In practice there are two main approaches to develop parallel applications. The first one is about processors containing several cores (2,4,6,8,…), each one (processor) processing several „heavy” threads. Another type of processors are those which contain many cores (hundreds, thousands) being able to process many „light” threads. This is how GPU (Graphic Processor Unit) works.

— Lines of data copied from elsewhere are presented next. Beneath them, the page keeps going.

//! Reference implementation of the banded fill protocol.
//!
//! Each fill step takes at most `block_size` symbols (further bounded by the fill cap) from the
//! current section of either sequence and grows a global Gotoh matrix accordingly. A side whose
//! section runs into the sentinel padding, or past its end, is exhausted: the step reports
//! `NEEDS_TAIL_x` for that side, and the side does not grow any further. Once both sides are
//! exhausted the fill terminates.
//!
//! States that do not cover both sequences completely have no global alignment score and report
//! [`FillState::NO_SCORE`]. The X-drop condition is checked on the score of the filled region's
//! corner cell: a step whose corner falls more than `xdrop` below the best corner so far
//! terminates the fill.
use tracing::{debug, trace};

use crate::aligner::scoring::{EngineCosts, GapAffine};
use crate::errors::{AlignStage, BenchAlignError};
use crate::sequence::{Section, SectionId, Symbol};

use super::gotoh::AffineMatrix;
use super::{AlignmentPath, BandedEngine, DpMatrix, FillId, FillState, FillStatus};

pub const DEFAULT_BLOCK_SIZE: usize = 32;

#[derive(Clone, Debug)]
pub struct ReferenceBandedEngine {
    costs: GapAffine,
    xdrop: i64,
    block_size: usize,
}

impl ReferenceBandedEngine {
    /// Set the maximum number of symbols taken from each section per fill step. Sequences need
    /// at least this much padding.
    pub fn with_block_size(mut self, block_size: usize) -> Self {
        self.block_size = block_size.max(1);
        self
    }
}

impl BandedEngine for ReferenceBandedEngine {
    type Dp = ReferenceDp;

    fn init(costs: &EngineCosts, xdrop: i32) -> Result<Self, BenchAlignError> {
        match costs {
            EngineCosts::Affine(costs) => Ok(Self {
                costs: *costs,
                xdrop: xdrop.unsigned_abs() as i64,
                block_size: DEFAULT_BLOCK_SIZE,
            }),
            EngineCosts::Affine2Piece(_) => Err(BenchAlignError::EngineFailure {
                stage: AlignStage::Fill,
                reason: "the banded reference engine only supports single-tier gap-affine costs".to_string(),
            }),
        }
    }

    fn dp_init(&self) -> Self::Dp {
        ReferenceDp {
            costs: self.costs,
            matrix: AffineMatrix::new(self.costs),
            cursors: [SideCursor::default(), SideCursor::default()],
            fills: Vec::new(),
            best_corner: FillState::NO_SCORE,
            xdrop: self.xdrop,
            block_size: self.block_size,
        }
    }
}

/// Read position of one side within its current section.
#[derive(Clone, Debug, Default)]
struct SideCursor {
    section: Option<SectionId>,
    pos: usize,
    exhausted: bool,
}

impl SideCursor {
    /// Take up to `limit` real symbols. Returns the symbols and whether this side became
    /// exhausted in this step.
    fn advance<'a>(&mut self, section: Section<'a>, offset: usize, limit: usize) -> (&'a [Symbol], bool) {
        if self.exhausted {
            return (&[], false);
        }

        if self.section != Some(section.id()) {
            self.section = Some(section.id());
            self.pos = offset;
        }

        let data = section.data();
        let start = self.pos.min(data.len());
        let end = data[start..].iter()
            .take(limit)
            .position(|s| s.is_sentinel())
            .map(|p| start + p)
            .unwrap_or_else(|| start.saturating_add(limit).min(data.len()));

        self.pos = end;
        self.exhausted = data.get(end).map_or(true, |s| s.is_sentinel());

        (&data[start..end], self.exhausted)
    }
}

#[derive(Clone, Debug)]
struct FillRecord {
    pattern_len: usize,
    text_len: usize,
    terminated: bool,
    released: bool,
}

pub struct ReferenceDp {
    costs: GapAffine,
    matrix: AffineMatrix<GapAffine>,
    cursors: [SideCursor; 2],
    fills: Vec<FillRecord>,
    best_corner: i64,
    xdrop: i64,
    block_size: usize,
}

impl ReferenceDp {
    fn step(
        &mut self,
        section_a: Section<'_>,
        offset_a: usize,
        section_b: Section<'_>,
        offset_b: usize,
        fill_cap: u32,
    ) -> FillState {
        let limit = self.block_size.min(fill_cap as usize).max(1);

        let (symbols_a, done_a) = self.cursors[0].advance(section_a, offset_a, limit);
        let (symbols_b, done_b) = self.cursors[1].advance(section_b, offset_b, limit);

        self.matrix.extend_text(symbols_b);
        self.matrix.extend_pattern(symbols_a);

        let mut status = FillStatus::empty();
        if done_a {
            status |= FillStatus::NEEDS_TAIL_A;
        }

        if done_b {
            status |= FillStatus::NEEDS_TAIL_B;
        }

        let corner = self.matrix.corner_score();
        self.best_corner = self.best_corner.max(corner);

        let complete = self.cursors[0].exhausted && self.cursors[1].exhausted;
        let dropped = corner < self.best_corner.saturating_sub(self.xdrop);
        if dropped {
            debug!(corner, best = self.best_corner, "X-drop condition reached");
        }

        let max = if complete || dropped {
            status |= FillStatus::TERMINATED;
            corner
        } else {
            FillState::NO_SCORE
        };

        let id = FillId(self.fills.len());
        self.fills.push(FillRecord {
            pattern_len: self.matrix.pattern_len(),
            text_len: self.matrix.text_len(),
            terminated: status.is_terminated(),
            released: false,
        });

        trace!(
            id = id.0,
            pattern_len = self.matrix.pattern_len(),
            text_len = self.matrix.text_len(),
            ?status,
            "fill step"
        );

        FillState::new(id, max, status)
    }

    fn check_previous(&self, previous: &FillState) -> Result<(), BenchAlignError> {
        let reason = match self.fills.get(previous.id.0) {
            None => "unknown fill state",
            Some(_) if previous.id.0 + 1 != self.fills.len() => "fill must continue from the most recent state",
            Some(record) if record.released => "fill state was already released",
            Some(record) if record.terminated => "fill already terminated",
            Some(_) => return Ok(()),
        };

        Err(BenchAlignError::EngineFailure { stage: AlignStage::Fill, reason: reason.to_string() })
    }
}

impl DpMatrix for ReferenceDp {
    fn fill_root(
        &mut self,
        section_a: Section<'_>,
        offset_a: usize,
        section_b: Section<'_>,
        offset_b: usize,
        fill_cap: u32,
    ) -> Result<FillState, BenchAlignError> {
        if !self.fills.is_empty() {
            return Err(BenchAlignError::EngineFailure {
                stage: AlignStage::Fill,
                reason: "root fill on a DP context that was already used".to_string(),
            });
        }

        Ok(self.step(section_a, offset_a, section_b, offset_b, fill_cap))
    }

    fn fill(
        &mut self,
        previous: &FillState,
        section_a: Section<'_>,
        section_b: Section<'_>,
        fill_cap: u32,
    ) -> Result<FillState, BenchAlignError> {
        self.check_previous(previous)?;

        Ok(self.step(section_a, 0, section_b, 0, fill_cap))
    }

    fn trace(&mut self, state: &FillState) -> Result<AlignmentPath, BenchAlignError> {
        let record = self.fills.get(state.id.0)
            .filter(|record| !record.released)
            .ok_or_else(|| BenchAlignError::EngineFailure {
                stage: AlignStage::Trace,
                reason: format!("fill state {} is not available for traceback", state.id.0),
            })?;

        let ops = self.matrix.traceback(record.pattern_len, record.text_len)?;

        Ok(AlignmentPath::Operations(ops))
    }

    fn release(&mut self, id: FillId) {
        if let Some(record) = self.fills.get_mut(id.0) {
            record.released = true;
        }
    }

    fn clean(&mut self) {
        for record in self.fills.iter_mut() {
            record.released = true;
        }

        self.matrix = AffineMatrix::new(self.costs);
    }
}
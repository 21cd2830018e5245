//! Incremental global Gotoh matrix shared by the reference engines.
//!
//! Rows correspond to pattern positions and columns to text positions. A horizontal move consumes
//! a text symbol (deletion) and a vertical move consumes a pattern symbol (insertion). Scores are
//! maximized: matches add the match reward, mismatches and gaps subtract their cost. Both
//! dimensions can grow after construction, which is what banded fill steps need.
use crate::aligner::scoring::AlignmentCosts;
use crate::aligner::Operation;
use crate::errors::{AlignStage, BenchAlignError};
use crate::sequence::Symbol;

const NEG_INF: i64 = i64::MIN / 4;

#[derive(Copy, Clone, Debug, PartialEq, Eq)]
struct Cell {
    h: i64,
    del: i64,
    ins: i64,
    del2: i64,
    ins2: i64,
}

impl Cell {
    fn origin() -> Self {
        Self { h: 0, del: NEG_INF, ins: NEG_INF, del2: NEG_INF, ins2: NEG_INF }
    }
}

#[derive(Copy, Clone, Debug, PartialEq, Eq)]
enum Layer {
    Best,
    Deletion,
    Insertion,
    Deletion2,
    Insertion2,
}

pub struct AffineMatrix<C> {
    costs: C,
    substitution: [[i32; 5]; 5],
    pattern: Vec<Symbol>,
    text: Vec<Symbol>,
    rows: Vec<Vec<Cell>>,
}

impl<C> AffineMatrix<C>
where
    C: AlignmentCosts,
{
    pub fn new(costs: C) -> Self {
        Self {
            costs,
            substitution: costs.substitution_matrix(),
            pattern: Vec::new(),
            text: Vec::new(),
            rows: vec![vec![Cell::origin()]],
        }
    }

    #[inline]
    pub fn pattern_len(&self) -> usize {
        self.pattern.len()
    }

    #[inline]
    pub fn text_len(&self) -> usize {
        self.text.len()
    }

    /// Append text symbols, adding columns to every existing row.
    pub fn extend_text(&mut self, symbols: &[Symbol]) {
        if symbols.is_empty() {
            return;
        }

        let start = self.text.len() + 1;
        self.text.extend_from_slice(symbols);

        for i in 0..self.rows.len() {
            for j in start..=self.text.len() {
                let cell = self.compute(i, j);
                self.rows[i].push(cell);
            }
        }
    }

    /// Append pattern symbols, adding one full row per symbol.
    pub fn extend_pattern(&mut self, symbols: &[Symbol]) {
        for &symbol in symbols {
            self.pattern.push(symbol);
            self.rows.push(Vec::with_capacity(self.text.len() + 1));

            let i = self.pattern.len();
            for j in 0..=self.text.len() {
                let cell = self.compute(i, j);
                self.rows[i].push(cell);
            }
        }
    }

    /// Global alignment score of `pattern[..i]` against `text[..j]`.
    #[inline]
    pub fn score(&self, i: usize, j: usize) -> Option<i64> {
        self.rows.get(i).and_then(|row| row.get(j)).map(|cell| cell.h)
    }

    /// Score of aligning the full pattern and text received so far.
    #[inline]
    pub fn corner_score(&self) -> i64 {
        self.rows[self.pattern.len()][self.text.len()].h
    }

    #[inline(always)]
    fn substitution(&self, i: usize, j: usize) -> i64 {
        self.substitution[self.pattern[i].index()][self.text[j].index()] as i64
    }

    fn compute(&self, i: usize, j: usize) -> Cell {
        if i == 0 && j == 0 {
            return Cell::origin();
        }

        let open1 = (self.costs.gap_open() + self.costs.gap_extend()) as i64;
        let ext1 = self.costs.gap_extend() as i64;
        let open2 = (self.costs.gap_open2() + self.costs.gap_extend2()) as i64;
        let ext2 = self.costs.gap_extend2() as i64;
        let two_piece = self.costs.is_two_piece();

        let mut cell = Cell { h: NEG_INF, del: NEG_INF, ins: NEG_INF, del2: NEG_INF, ins2: NEG_INF };

        if j > 0 {
            let left = &self.rows[i][j - 1];
            cell.del = (left.h - open1).max(left.del - ext1);
            if two_piece {
                cell.del2 = (left.h - open2).max(left.del2 - ext2);
            }
        }

        if i > 0 {
            let up = &self.rows[i - 1][j];
            cell.ins = (up.h - open1).max(up.ins - ext1);
            if two_piece {
                cell.ins2 = (up.h - open2).max(up.ins2 - ext2);
            }
        }

        cell.h = cell.del.max(cell.ins).max(cell.del2).max(cell.ins2);

        if i > 0 && j > 0 {
            let diag = self.rows[i - 1][j - 1].h + self.substitution(i - 1, j - 1);
            cell.h = cell.h.max(diag);
        }

        cell
    }

    /// Trace back the optimal global alignment of `pattern[..i]` against `text[..j]`. Aligned
    /// pairs are all reported as [`Operation::Match`].
    pub fn traceback(&self, i: usize, j: usize) -> Result<Vec<Operation>, BenchAlignError> {
        if i > self.pattern.len() || j > self.text.len() {
            return Err(BenchAlignError::EngineFailure {
                stage: AlignStage::Trace,
                reason: format!("traceback start ({i}, {j}) is outside the filled matrix"),
            });
        }

        let open1 = (self.costs.gap_open() + self.costs.gap_extend()) as i64;
        let open2 = (self.costs.gap_open2() + self.costs.gap_extend2()) as i64;

        let mut ops = Vec::with_capacity(i + j);
        let (mut i, mut j) = (i, j);
        let mut layer = Layer::Best;

        while i > 0 || j > 0 {
            let cell = &self.rows[i][j];

            match layer {
                Layer::Best => {
                    if i > 0 && j > 0 && cell.h == self.rows[i - 1][j - 1].h + self.substitution(i - 1, j - 1) {
                        ops.push(Operation::Match);
                        i -= 1;
                        j -= 1;
                    } else if j > 0 && cell.h == cell.del {
                        layer = Layer::Deletion;
                    } else if i > 0 && cell.h == cell.ins {
                        layer = Layer::Insertion;
                    } else if j > 0 && cell.h == cell.del2 {
                        layer = Layer::Deletion2;
                    } else if i > 0 && cell.h == cell.ins2 {
                        layer = Layer::Insertion2;
                    } else {
                        return Err(BenchAlignError::EngineFailure {
                            stage: AlignStage::Trace,
                            reason: format!("inconsistent DP cell at ({i}, {j})"),
                        });
                    }
                },
                Layer::Deletion | Layer::Deletion2 => {
                    let (value, open) = if layer == Layer::Deletion { (cell.del, open1) } else { (cell.del2, open2) };
                    if value == self.rows[i][j - 1].h - open {
                        layer = Layer::Best;
                    }

                    ops.push(Operation::Delete);
                    j -= 1;
                },
                Layer::Insertion | Layer::Insertion2 => {
                    let (value, open) = if layer == Layer::Insertion { (cell.ins, open1) } else { (cell.ins2, open2) };
                    if value == self.rows[i - 1][j].h - open {
                        layer = Layer::Best;
                    }

                    ops.push(Operation::Insert);
                    i -= 1;
                },
            }
        }

        ops.reverse();
        Ok(ops)
    }
}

Nowadays numerical applications with big computational complexity are implemented mainly on GPUs which are specialized for compute-intensive, highly parallel computation - exactly what graphics rendering is about - and therefore designed such that more transistors are devoted to data processing rather than data caching and flow control [1]. A low price and availability are another advantages of GPUs.

1.2 Objectives

The aim of this work was to implement a parallel version of PCA-based methods of segmentation of functional magnetic resonance imaging (fMRI) on CUDA (Compute Unified Device Architecture) platform in order to obtain better performance (speed-up) regarding to Matlab method’s version. The study comprises a complete documentation of the code of the implemented algorithm in CUDA C, explaining some tricks characteristc of CUDA, and other possible solutions. Later a comparison of the execution time of the methods in Matlab and CUDA are shown.

* 1. Explanation of CUDA platform and differences between CPU

There are some important differences between GPU and CPU architecture to consider when optimizing code. CPU cores are designed to execute instructions sequentially, so they are optimized for flow control. They have bigger cache than GPUs to minimize the memory access latency (memory bandwitdh in CPUs is generally low).

On the other hand GPUs architecture was optimized for computer games, so they contain many simple floating-point ALU executing in groups millions of instructions. The flow control is simplified. Many „light” threads are executed simultaneously, so that the memory access latency can be hidden with calculations instead of big data caches.

These features make GPUs well-suited to address problems that can be expressed as data-parallel computations – the same program is executed on many data elements in parallel – with high arithmetic intensity – the ratio of arithmetic operations to memory operations [1]. The main advantages of CUDA technology over CPU processors are memory bandwidth (byte/s) and computional throughput (FLoating point Operations Per Second).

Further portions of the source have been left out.